While not visually striking, this dish is a cornerstone of Eswatini's culinary heritage. It's a simple, traditional dish, somewhere between a purée and a thick porridge, made with squash and either maize or sorghum flour. Naturally gluten-free , Sidvudvu is a staple often served at family gatherings. Its color is a vibrant orange when made with maize flour but turns green with sorghum flour. I chose to prepare it this way, however, as sorghum is more nutritionally valuable. Although maize has become the dominant ingredient today, sorghum (known locally as mabele ) is an ancient grain in Southern Africa, cultivated long before maize was introduced to the continent. Using sorghum flour for Sidvudvu isn't just an alternative; it's often considered the most traditional and healthiest . In any case, this dish will be an original side dish that will bring a little African sweetness to the table.

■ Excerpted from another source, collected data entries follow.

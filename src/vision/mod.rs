// Copyright (c) 2025 Fabstir
// SPDX-License-Identifier: BUSL-1.1
//! Image loading and processing for the scanning pipeline

pub mod enhance;
pub mod ocr;

use image::{DynamicImage, ImageFormat};
use thiserror::Error;

/// Maximum accepted upload size (10MB)
pub const MAX_IMAGE_SIZE: usize = 10 * 1024 * 1024;

/// Errors while decoding uploaded image data
#[derive(Debug, Error)]
pub enum ImageError {
    #[error("Image data is too large: {0} bytes (max: {1} bytes)")]
    TooLarge(usize, usize),

    #[error("Unsupported image format")]
    UnsupportedFormat,

    #[error("Failed to decode image: {0}")]
    DecodeFailed(String),

    #[error("Image data is empty")]
    EmptyData,
}

/// Decode raw image bytes from a multipart upload
///
/// Validates the size, sniffs the format from magic bytes and decodes the
/// image, so a bad upload is rejected before anything touches disk.
pub fn decode_image_bytes(bytes: &[u8]) -> Result<DynamicImage, ImageError> {
    if bytes.is_empty() {
        return Err(ImageError::EmptyData);
    }
    if bytes.len() > MAX_IMAGE_SIZE {
        return Err(ImageError::TooLarge(bytes.len(), MAX_IMAGE_SIZE));
    }

    let format = detect_format(bytes)?;
    image::load_from_memory_with_format(bytes, format)
        .map_err(|e| ImageError::DecodeFailed(e.to_string()))
}

/// Detect image format from magic bytes
pub fn detect_format(bytes: &[u8]) -> Result<ImageFormat, ImageError> {
    if bytes.len() < 4 {
        return Err(ImageError::UnsupportedFormat);
    }

    match bytes {
        // PNG: 89 50 4E 47
        [0x89, 0x50, 0x4E, 0x47, ..] => Ok(ImageFormat::Png),
        // JPEG: FF D8 FF
        [0xFF, 0xD8, 0xFF, ..] => Ok(ImageFormat::Jpeg),
        // WebP: RIFF .... WEBP
        [0x52, 0x49, 0x46, 0x46, _, _, _, _, 0x57, 0x45, 0x42, 0x50, ..] => Ok(ImageFormat::WebP),
        // GIF: GIF87a or GIF89a
        [0x47, 0x49, 0x46, 0x38, x, ..] if *x == 0x37 || *x == 0x39 => Ok(ImageFormat::Gif),
        // BMP: BM
        [0x42, 0x4D, ..] => Ok(ImageFormat::Bmp),
        _ => Err(ImageError::UnsupportedFormat),
    }
}
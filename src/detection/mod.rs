// Copyright (c) 2025 Fabstir
// SPDX-License-Identifier: BUSL-1.1
//! Remote object detection
//!
//! Components:
//! - `types` - Wire format of the detection service and derived geometry
//! - `client` - Multipart HTTP client for a Roboflow-compatible endpoint

pub mod client;
pub mod types;

pub use client::{DetectionError, ObjectDetector, RoboflowClient};
pub use types::{BoundingBox, Detection, DetectionResponse};
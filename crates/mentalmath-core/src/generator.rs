//! Random arithmetic problem generation.

use std::ops::RangeInclusive;

use rand::rngs::StdRng;
use rand::{Rng, SeedableRng};

use crate::model::{Difficulty, Operator, Problem};
use crate::traits::ProblemSource;

const EASY_OPERANDS: RangeInclusive<i64> = 1..=20;
const MEDIUM_OPERANDS: RangeInclusive<i64> = 2..=50;
const HARD_LHS: RangeInclusive<i64> = 10..=150;
const HARD_RHS: RangeInclusive<i64> = 2..=100;
/// Range for both the divisor and the quotient of hard division problems.
const HARD_DIVISION_FACTORS: RangeInclusive<i64> = 2..=12;

/// Generate one problem for `difficulty` using `rng`.
///
/// - easy: operands in 1..=20, `+` or `-`
/// - medium: operands in 2..=50, `+`, `-` or `*`
/// - hard: any of the four operators; division is built as
///   `divisor * quotient / divisor` so it always divides exactly, the others
///   draw the left operand from 10..=150 and the right from 2..=100
pub fn generate_problem<R: Rng>(rng: &mut R, difficulty: Difficulty) -> Problem {
    let operators = difficulty.operators();
    loop {
        let operator = operators[rng.random_range(0..operators.len())];
        let (lhs, rhs) = draw_operands(rng, difficulty, operator);
        // The operand ranges never overflow or divide by zero, so this
        // returns on the first draw.
        if let Some(problem) = Problem::new(lhs, operator, rhs) {
            return problem;
        }
    }
}

fn draw_operands<R: Rng>(rng: &mut R, difficulty: Difficulty, operator: Operator) -> (i64, i64) {
    match (difficulty, operator) {
        (Difficulty::Easy, _) => (
            rng.random_range(EASY_OPERANDS),
            rng.random_range(EASY_OPERANDS),
        ),
        (Difficulty::Medium, _) => (
            rng.random_range(MEDIUM_OPERANDS),
            rng.random_range(MEDIUM_OPERANDS),
        ),
        (Difficulty::Hard, Operator::Divide) => {
            let divisor = rng.random_range(HARD_DIVISION_FACTORS);
            let quotient = rng.random_range(HARD_DIVISION_FACTORS);
            (divisor * quotient, divisor)
        }
        (Difficulty::Hard, _) => (rng.random_range(HARD_LHS), rng.random_range(HARD_RHS)),
    }
}

/// A [`ProblemSource`] that owns its random number generator.
#[derive(Debug, Clone)]
pub struct ProblemGenerator<R = StdRng> {
    rng: R,
}

impl<R: Rng> ProblemGenerator<R> {
    pub fn new(rng: R) -> Self {
        Self { rng }
    }

    /// Generate the next problem for `difficulty`.
    pub fn generate(&mut self, difficulty: Difficulty) -> Problem {
        generate_problem(&mut self.rng, difficulty)
    }
}

impl ProblemGenerator<StdRng> {
    /// Deterministic generator: the same seed yields the same problems.
    pub fn from_seed(seed: u64) -> Self {
        Self::new(StdRng::seed_from_u64(seed))
    }

    /// Generator seeded from the operating system's entropy source.
    pub fn from_entropy() -> Self {
        Self::new(StdRng::from_os_rng())
    }
}

impl<R: Rng> ProblemSource for ProblemGenerator<R> {
    fn next_problem(&mut self, difficulty: Difficulty) -> Problem {
        let problem = self.generate(difficulty);
        tracing::debug!(
            %difficulty,
            question = %problem,
            answer = problem.answer,
            "generated problem"
        );
        problem
    }
}

#[cfg(test)]
mod tests {
    use super::*;

    const SAMPLES: usize = 2_000;

    /// Re-derive the answer from the rendered question text alone.
    fn recompute_from_text(question: &str) -> i64 {
        let parts: Vec<&str> = question.split(' ').collect();
        assert_eq!(parts.len(), 3, "unexpected question shape: {question}");
        let lhs: i64 = parts[0].parse().unwrap();
        let rhs: i64 = parts[2].parse().unwrap();
        match parts[1] {
            "+" => lhs + rhs,
            "-" => lhs - rhs,
            "*" => lhs * rhs,
            "/" => {
                assert_eq!(lhs % rhs, 0, "inexact division: {question}");
                lhs / rhs
            }
            other => panic!("unexpected operator {other:?} in {question}"),
        }
    }

    #[test]
    fn answers_match_question_text_for_every_tier() {
        let mut generator = ProblemGenerator::from_seed(42);
        for difficulty in Difficulty::ALL {
            for _ in 0..SAMPLES {
                let p = generator.generate(difficulty);
                assert_eq!(
                    recompute_from_text(&p.question()),
                    p.answer,
                    "mismatch for {difficulty}: {p}"
                );
            }
        }
    }

    #[test]
    fn easy_ranges_and_operators() {
        let mut generator = ProblemGenerator::from_seed(1);
        for _ in 0..SAMPLES {
            let p = generator.generate(Difficulty::Easy);
            assert!(EASY_OPERANDS.contains(&p.lhs), "{p}");
            assert!(EASY_OPERANDS.contains(&p.rhs), "{p}");
            assert!(matches!(p.operator, Operator::Add | Operator::Subtract));
        }
    }

    #[test]
    fn medium_ranges_and_operators() {
        let mut generator = ProblemGenerator::from_seed(2);
        let mut saw_multiply = false;
        for _ in 0..SAMPLES {
            let p = generator.generate(Difficulty::Medium);
            assert!(MEDIUM_OPERANDS.contains(&p.lhs), "{p}");
            assert!(MEDIUM_OPERANDS.contains(&p.rhs), "{p}");
            assert_ne!(p.operator, Operator::Divide);
            saw_multiply |= p.operator == Operator::Multiply;
        }
        assert!(saw_multiply);
    }

    #[test]
    fn hard_division_is_always_exact() {
        let mut generator = ProblemGenerator::from_seed(3);
        let mut divisions = 0;
        for _ in 0..SAMPLES {
            let p = generator.generate(Difficulty::Hard);
            if p.operator == Operator::Divide {
                divisions += 1;
                assert!(HARD_DIVISION_FACTORS.contains(&p.rhs), "{p}");
                assert_eq!(p.lhs % p.rhs, 0, "{p}");
                assert!(HARD_DIVISION_FACTORS.contains(&p.answer), "{p}");
            } else {
                assert!(HARD_LHS.contains(&p.lhs), "{p}");
                assert!(HARD_RHS.contains(&p.rhs), "{p}");
            }
        }
        assert!(divisions > 0, "expected at least one division problem");
    }

    #[test]
    fn same_seed_same_problems() {
        let mut a = ProblemGenerator::from_seed(7);
        let mut b = ProblemGenerator::from_seed(7);
        for _ in 0..50 {
            assert_eq!(a.generate(Difficulty::Hard), b.generate(Difficulty::Hard));
        }
    }

    #[test]
    fn generated_problems_agree_with_problem_new() {
        let mut generator = ProblemGenerator::from_seed(13);
        for difficulty in Difficulty::ALL {
            for _ in 0..200 {
                let p = generator.generate(difficulty);
                assert_eq!(Problem::new(p.lhs, p.operator, p.rhs), Some(p.clone()));
            }
        }
    }

    #[test]
    fn free_function_accepts_any_rng() {
        let mut rng = StdRng::seed_from_u64(9);
        let p = generate_problem(&mut rng, Difficulty::Medium);
        assert_eq!(p.operator.apply(p.lhs, p.rhs), Some(p.answer));
    }
}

In a large saucepan, boil the diced pumpkin in salted water until very tender.
Without draining the water, mash the pumpkin directly in the pan using a potato masher or a fork to obtain a thick and homogeneous liquid base.
Reduce the heat and sprinkle in the cornmeal or sorghum flour while stirring vigorously with a wooden spoon.
Continue mixing until the flour is fully incorporated and the texture becomes thick and smooth.
Cover and cook over very low heat for 15 minutes. The mixture should gently "swell".
Stir one last time. If you like, add a knob of butter before serving hot.